With negotiations on a new collective bargaining agreement between the CFL and its players looming on the horizon, there is one simple yet elusive piece of information that will help set the stage for what are expected to be contentious discussions: just how much money are we talking about?
And TSN’s Dave Naylor may have just given us a clue.
Most people missed the biggest story of Grey Cup week in Ottawa 14 months ago. Which is when commissioner Ambrosie said he wanted to “double” overall league revenues. So how do you get from $210 million to $420 million? Not with the traditional CFL business model. #CFL
— David William Naylor (@TSNDaveNaylor) January 14, 2019
What’s interesting to me isn’t the further justification for commissioner Randy Ambrosie’s so-called CFL 2.0 but the revenue number itself: I’ve never seen or heard $210 million reported anywhere. And if it’s accurate – and given Naylor’s relationship with the league, there’s no reason to doubt it – it provides an interesting starting point for CBA negotiations.
Financial information for CFL teams can be hard to come by. While Edmonton, Saskatchewan and Winnipeg are community owned and produce public financial statements every year, the other six teams are privately held and aren’t required to release diddly squat. I covered the Hamilton Tiger-Cats for close to ten years and couldn’t get a straight answer on how much the team was making or losing at any point during that period.

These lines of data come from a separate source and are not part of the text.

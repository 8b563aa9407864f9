use std::collections::BTreeMap;
use std::sync::atomic::{AtomicBool, Ordering};

use chrono::{DateTime, Duration, Utc};
use sha2::{Digest, Sha256};

use evolution_core::{
    BacktestError, BacktestResult, BarSeries, EquityPoint, ExitReason, RegimeTag, RuleSet,
    TradeRecord,
};
use market_data::classify_regimes;

use crate::indicators::FeatureFrame;
use crate::metrics::metric_record;

#[derive(Debug, Clone)]
pub struct BacktestConfig {
    /// Calendar fraction of the window assigned to the train segment.
    pub train_ratio: f64,
    /// Per-side transaction cost in basis points.
    pub cost_bps: f64,
    /// Minimum bars each segment must hold, per symbol.
    pub min_segment_bars: usize,
    /// Maximum tolerated missing-bar fraction per symbol.
    pub max_gap_fraction: f64,
    /// Cancellation flag is polled every this many bars.
    pub cancel_check_every: usize,
}

impl Default for BacktestConfig {
    fn default() -> Self {
        Self {
            train_ratio: 0.7,
            cost_bps: 10.0,
            min_segment_bars: 50,
            max_gap_fraction: 0.15,
            cancel_check_every: 256,
        }
    }
}

/// One backtest work unit: a rule set replayed over pre-fetched series.
#[derive(Debug, Clone)]
pub struct BacktestRequest {
    pub rules: RuleSet,
    pub series: Vec<BarSeries>,
    pub seed: u64,
}

pub struct BacktestEngine {
    config: BacktestConfig,
}

struct OpenPosition {
    entry_index: usize,
    entry_price: f64,
}

/// Per-symbol replay output before aggregation.
struct SymbolReplay {
    symbol: String,
    timestamps: Vec<DateTime<Utc>>,
    /// Multiplicative equity factor of each bar (1.0 = flat).
    factors: Vec<f64>,
    trades: Vec<TradeRecord>,
    split_index: usize,
}

impl BacktestEngine {
    pub fn new(config: BacktestConfig) -> Self {
        Self { config }
    }

    /// Replay the rule set over every symbol and aggregate.
    ///
    /// Deterministic: symbols are processed in sorted order, reductions are
    /// chronological left-to-right, and the run id derives from the inputs.
    pub fn run(
        &self,
        request: &BacktestRequest,
        cancel: &AtomicBool,
    ) -> Result<BacktestResult, BacktestError> {
        request
            .rules
            .validate()
            .map_err(|e| BacktestError::MalformedRuleSet(e.to_string()))?;

        if request.series.is_empty() {
            return Err(BacktestError::InsufficientBars {
                segment: "train",
                have: 0,
                need: self.config.min_segment_bars,
            });
        }

        let mut series: Vec<&BarSeries> = request.series.iter().collect();
        series.sort_by(|a, b| a.symbol.cmp(&b.symbol));

        for s in &series {
            let fraction = s.gap_fraction();
            if fraction > self.config.max_gap_fraction {
                return Err(BacktestError::DataGapExceedsThreshold {
                    symbol: s.symbol.clone(),
                    fraction,
                    limit: self.config.max_gap_fraction,
                });
            }
        }

        let start = series.iter().map(|s| s.start).min().expect("non-empty");
        let end = series.iter().map(|s| s.end).max().expect("non-empty");
        let total_secs = (end - start).num_seconds().max(0);
        let split_ts = start + Duration::seconds((total_secs as f64 * self.config.train_ratio) as i64);

        // Segment sizing is enforced per symbol before any replay starts.
        for s in &series {
            let split_index = s.bars.partition_point(|b| b.timestamp < split_ts);
            let train = split_index;
            let test = s.bars.len() - split_index;
            if train < self.config.min_segment_bars {
                return Err(BacktestError::InsufficientBars {
                    segment: "train",
                    have: train,
                    need: self.config.min_segment_bars,
                });
            }
            if test < self.config.min_segment_bars {
                return Err(BacktestError::InsufficientBars {
                    segment: "test",
                    have: test,
                    need: self.config.min_segment_bars,
                });
            }
        }

        let cost_rate = self.config.cost_bps / 10_000.0;
        let mut bars_processed: usize = 0;
        let mut replays = Vec::with_capacity(series.len());
        for &s in &series {
            let split_index = s.bars.partition_point(|b| b.timestamp < split_ts);
            replays.push(self.replay_symbol(
                &request.rules,
                s,
                split_index,
                cost_rate,
                cancel,
                &mut bars_processed,
            )?);
        }

        // Per-symbol test metrics feed per_symbol_performance.
        let interval = series[0].interval;
        let mut per_symbol_test = BTreeMap::new();
        for replay in &replays {
            let test_trades: Vec<TradeRecord> = replay
                .trades
                .iter()
                .filter(|t| t.entry_index >= replay.split_index)
                .cloned()
                .collect();
            let test_returns: Vec<f64> = replay.factors[replay.split_index..]
                .iter()
                .map(|f| f - 1.0)
                .collect();
            per_symbol_test.insert(
                replay.symbol.clone(),
                metric_record(&test_trades, &test_returns, interval),
            );
        }

        // Unified timeline over the union of bar timestamps.
        let mut timeline: Vec<DateTime<Utc>> = replays
            .iter()
            .flat_map(|r| r.timestamps.iter().copied())
            .collect();
        timeline.sort();
        timeline.dedup();
        let agg_split = timeline.partition_point(|ts| *ts < split_ts);

        // Equal-weight aggregation of per-symbol equity curves, each
        // normalized to 1.0 and carried forward across its holes.
        let equity_by_symbol: Vec<Vec<f64>> = replays
            .iter()
            .map(|r| {
                let mut cursor = 0usize;
                let mut equity = 1.0f64;
                timeline
                    .iter()
                    .map(|ts| {
                        while cursor < r.timestamps.len() && r.timestamps[cursor] <= *ts {
                            equity *= r.factors[cursor];
                            cursor += 1;
                        }
                        equity
                    })
                    .collect()
            })
            .collect();

        let n_symbols = replays.len() as f64;
        let aggregate_equity: Vec<f64> = (0..timeline.len())
            .map(|t| equity_by_symbol.iter().map(|e| e[t]).sum::<f64>() / n_symbols)
            .collect();

        let mut aggregate_returns = Vec::with_capacity(timeline.len());
        for t in 0..timeline.len() {
            let prev = if t == 0 { 1.0 } else { aggregate_equity[t - 1] };
            let r = if prev != 0.0 {
                aggregate_equity[t] / prev - 1.0
            } else {
                0.0
            };
            aggregate_returns.push(r);
        }

        let mut equity_curve = Vec::with_capacity(timeline.len());
        let mut peak = 1.0f64;
        for (t, equity) in aggregate_equity.iter().enumerate() {
            if *equity > peak {
                peak = *equity;
            }
            let drawdown = if peak > 0.0 { (peak - equity) / peak } else { 0.0 };
            equity_curve.push(EquityPoint {
                bar_index: t,
                equity: *equity,
                drawdown,
            });
        }

        // Aggregate trade log, chronological with symbol tiebreak.
        let mut trades: Vec<TradeRecord> = replays.iter().flat_map(|r| r.trades.clone()).collect();
        trades.sort_by(|a, b| {
            a.entry_time
                .cmp(&b.entry_time)
                .then_with(|| a.symbol.cmp(&b.symbol))
                .then(a.entry_index.cmp(&b.entry_index))
        });

        let train_trades: Vec<TradeRecord> = trades
            .iter()
            .filter(|t| t.entry_time < split_ts)
            .cloned()
            .collect();
        let test_trades: Vec<TradeRecord> = trades
            .iter()
            .filter(|t| t.entry_time >= split_ts)
            .cloned()
            .collect();

        let train = metric_record(&train_trades, &aggregate_returns[..agg_split], interval);
        let test = metric_record(&test_trades, &aggregate_returns[agg_split..], interval);

        let test_bar_returns = aggregate_returns[agg_split..].to_vec();
        let test_bar_regimes = self.test_regimes(series[0], &timeline[agg_split..]);

        let window_hash = window_hash(&series);
        let run_id = run_id(&request.rules, &window_hash, request.seed);
        tracing::debug!(
            run_id,
            symbols = series.len(),
            trades = trades.len(),
            "backtest replay complete"
        );

        Ok(BacktestResult {
            run_id,
            window_hash,
            seed: request.seed,
            train,
            test,
            per_symbol_test,
            equity_curve,
            trades,
            test_bar_returns,
            test_bar_regimes,
            interval,
            train_bars: agg_split,
            test_bars: timeline.len() - agg_split,
        })
    }

    /// Replay one symbol. The position is force-closed at each segment
    /// boundary so train and test trades never interleave; entries are not
    /// taken on a segment's final bar.
    fn replay_symbol(
        &self,
        rules: &RuleSet,
        series: &BarSeries,
        split_index: usize,
        cost_rate: f64,
        cancel: &AtomicBool,
        bars_processed: &mut usize,
    ) -> Result<SymbolReplay, BacktestError> {
        let bars = &series.bars;
        let frame = FeatureFrame::build(rules, bars);

        let mut factors = vec![1.0f64; bars.len()];
        let mut trades = Vec::new();
        let mut position: Option<OpenPosition> = None;

        for i in 0..bars.len() {
            *bars_processed += 1;
            if *bars_processed % self.config.cancel_check_every == 0
                && cancel.load(Ordering::Relaxed)
            {
                return Err(BacktestError::Cancelled);
            }

            let segment_last = i + 1 == split_index || i + 1 == bars.len();
            let bar = &bars[i];

            if let Some(pos) = &position {
                let prev_close = bars[i - 1].close;
                let stop_price = rules.stop_loss_pct.map(|p| pos.entry_price * (1.0 - p));
                let take_price = rules.take_profit_pct.map(|p| pos.entry_price * (1.0 + p));

                let exit = if stop_price.is_some_and(|sp| bar.low <= sp) {
                    Some((stop_price.unwrap(), ExitReason::StopLoss))
                } else if take_price.is_some_and(|tp| bar.high >= tp) {
                    Some((take_price.unwrap(), ExitReason::TakeProfit))
                } else if rules.exit.iter().any(|p| frame.eval(p, bars, i)) {
                    Some((bar.close, ExitReason::Rule))
                } else if rules
                    .max_hold_bars
                    .is_some_and(|h| (i - pos.entry_index) as u32 >= h)
                {
                    Some((bar.close, ExitReason::MaxHold))
                } else if segment_last {
                    Some((bar.close, ExitReason::WindowEnd))
                } else {
                    None
                };

                match exit {
                    Some((exit_price, reason)) => {
                        factors[i] = exit_price / prev_close * (1.0 - cost_rate);
                        let pos = position.take().expect("position checked above");
                        let return_pct = exit_price / pos.entry_price
                            * (1.0 - cost_rate)
                            * (1.0 - cost_rate)
                            - 1.0;
                        trades.push(TradeRecord {
                            symbol: series.symbol.clone(),
                            entry_index: pos.entry_index,
                            exit_index: i,
                            entry_time: bars[pos.entry_index].timestamp,
                            exit_time: bar.timestamp,
                            entry_price: pos.entry_price,
                            exit_price,
                            return_pct,
                            cost_pct: 1.0 - (1.0 - cost_rate) * (1.0 - cost_rate),
                            exit_reason: reason,
                        });
                    }
                    None => {
                        factors[i] = bar.close / prev_close;
                    }
                }
            } else if !segment_last && rules.entry.iter().all(|p| frame.eval(p, bars, i)) {
                // Enter at this bar's close; exposure starts next bar.
                position = Some(OpenPosition {
                    entry_index: i,
                    entry_price: bar.close,
                });
                factors[i] = 1.0 - cost_rate;
            }
        }

        Ok(SymbolReplay {
            symbol: series.symbol.clone(),
            timestamps: bars.iter().map(|b| b.timestamp).collect(),
            factors,
            trades,
            split_index,
        })
    }

    /// Tag each test-timeline point with the regime of the primary symbol
    /// at its latest bar at or before that point.
    fn test_regimes(&self, primary: &BarSeries, test_timeline: &[DateTime<Utc>]) -> Vec<RegimeTag> {
        let tags = classify_regimes(&primary.bars);
        let timestamps: Vec<DateTime<Utc>> = primary.bars.iter().map(|b| b.timestamp).collect();
        test_timeline
            .iter()
            .map(|ts| {
                let idx = timestamps.partition_point(|t| t <= ts);
                if idx == 0 {
                    tags.first().copied().unwrap_or(RegimeTag::Bull)
                } else {
                    tags[idx - 1]
                }
            })
            .collect()
    }
}

fn window_hash(series: &[&BarSeries]) -> String {
    let mut hasher = Sha256::new();
    for s in series {
        hasher.update(s.symbol.as_bytes());
        hasher.update(s.interval.as_str().as_bytes());
        hasher.update(s.start.timestamp().to_be_bytes());
        hasher.update(s.end.timestamp().to_be_bytes());
        hasher.update((s.bars.len() as u64).to_be_bytes());
        for bar in &s.bars {
            hasher.update(bar.timestamp.timestamp().to_be_bytes());
            hasher.update(bar.close.to_bits().to_be_bytes());
        }
    }
    hex::encode(hasher.finalize())
}

fn run_id(rules: &RuleSet, window_hash: &str, seed: u64) -> String {
    let mut hasher = Sha256::new();
    hasher.update(rules.fingerprint().as_bytes());
    hasher.update(window_hash.as_bytes());
    hasher.update(seed.to_be_bytes());
    hex::encode(hasher.finalize())[..16].to_string()
}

In the context of negotiations, I would argue that individual team numbers don’t matter as much as the grand total which could give the CFLPA a starting point when it comes to the topic of raising the salary cap.
In North American pro sports, player compensation is often tied to league revenue. While formulas of what is and isn’t included can be convoluted, NHL players receive approximately 50 per cent of revenues, NBA players get between 49 and 51 per cent, NFL players between 46.5 and 48 per cent. The MLB is also around 50 per cent.
Doing some cocktail napkin math, the CFL salary cap was $5.2 million in 2018; multiply that by nine teams, the total is $46.8 million. That’s 22.3 per cent of the Naylor-reported $210 million in CFL revenues.
Now, revenues in those other sports are far more substantial than the CFL. It’s a lot easier to be generous with a much bigger pie when everyone is already full.. In the CFL, the margins are much, much leaner.
Still, 22.3 per cent of league revenues is… a lot different than 50 per cent. The CFLPA asked for 35 per cent of league revenues in the last set of negotiations and fell well short of that. Should they set the bar that high again, 35 per cent of $210 million is $73.5 million – which would represent a salary cap of $8.1 million per team. That’s assuming the numbers are accurate and my gin and tonic hasn’t smudged the napkin.
I wasn’t the only one who plucked the $210 million number from Naylor’s Tweet – a couple of CFL ball hawks zeroed in on it as well.
— Matt Black (@MattBlack39) January 14, 2019
So the revenue is 210 million ?????
— Jermaine Robinson (@Jrob32_) January 14, 2019
One big disadvantage for the CFLPA: unlike the unions in other major sports, they don’t have revenue sharing as part of their collective bargaining – they gave it away for guaranteed salary cap increases as part of the CBA signed in 2010. The union tried to get it back in 2014 and the league was having none of it.
Without a revenue-sharing agreement, the CFLPA has to rely on one-time gains in collective bargaining instead of getting a bump based on a revenue jump: if the league manages to grow the game substantially over the course of the deal, it’s unlikely players will get corresponding increases in compensation.
But working off Naylor’s number, the CFLPA and its members are likely to believe they deserve more than the 22.3 per cent they are currently getting. And that sets the stage for a long, cold winter that could linger into spring.
Former Montreal Alouettes assistant general manager Joey Abrams makes this point:
Players don't get paid enough. Fact. However, those numbers aren't accurate. You need to add the salary not attributed to the cap. 6 game IR for example. Teams like Sask and Edm have no issue paying salaries and running a successful business. Other teams…not quite as much.
— Joey Abrams (@Joey_Abrams) January 18, 2019
Again, the issue is transparency. Even the CFL teams that make their financial information public don’t break down player costs specifically, choosing instead to lump it in to “football operations” which includes all kinds of other things such as coaches’ salaries, travel, scouting etc etc. So the Riders, for example, spent $14,898,437 on football operations in 2017 while the Bombers spent $11,753,251.
And even if we added in all the injured players – and in the NFL, injured players count against the cap – does the number jump significantly? Unlikely.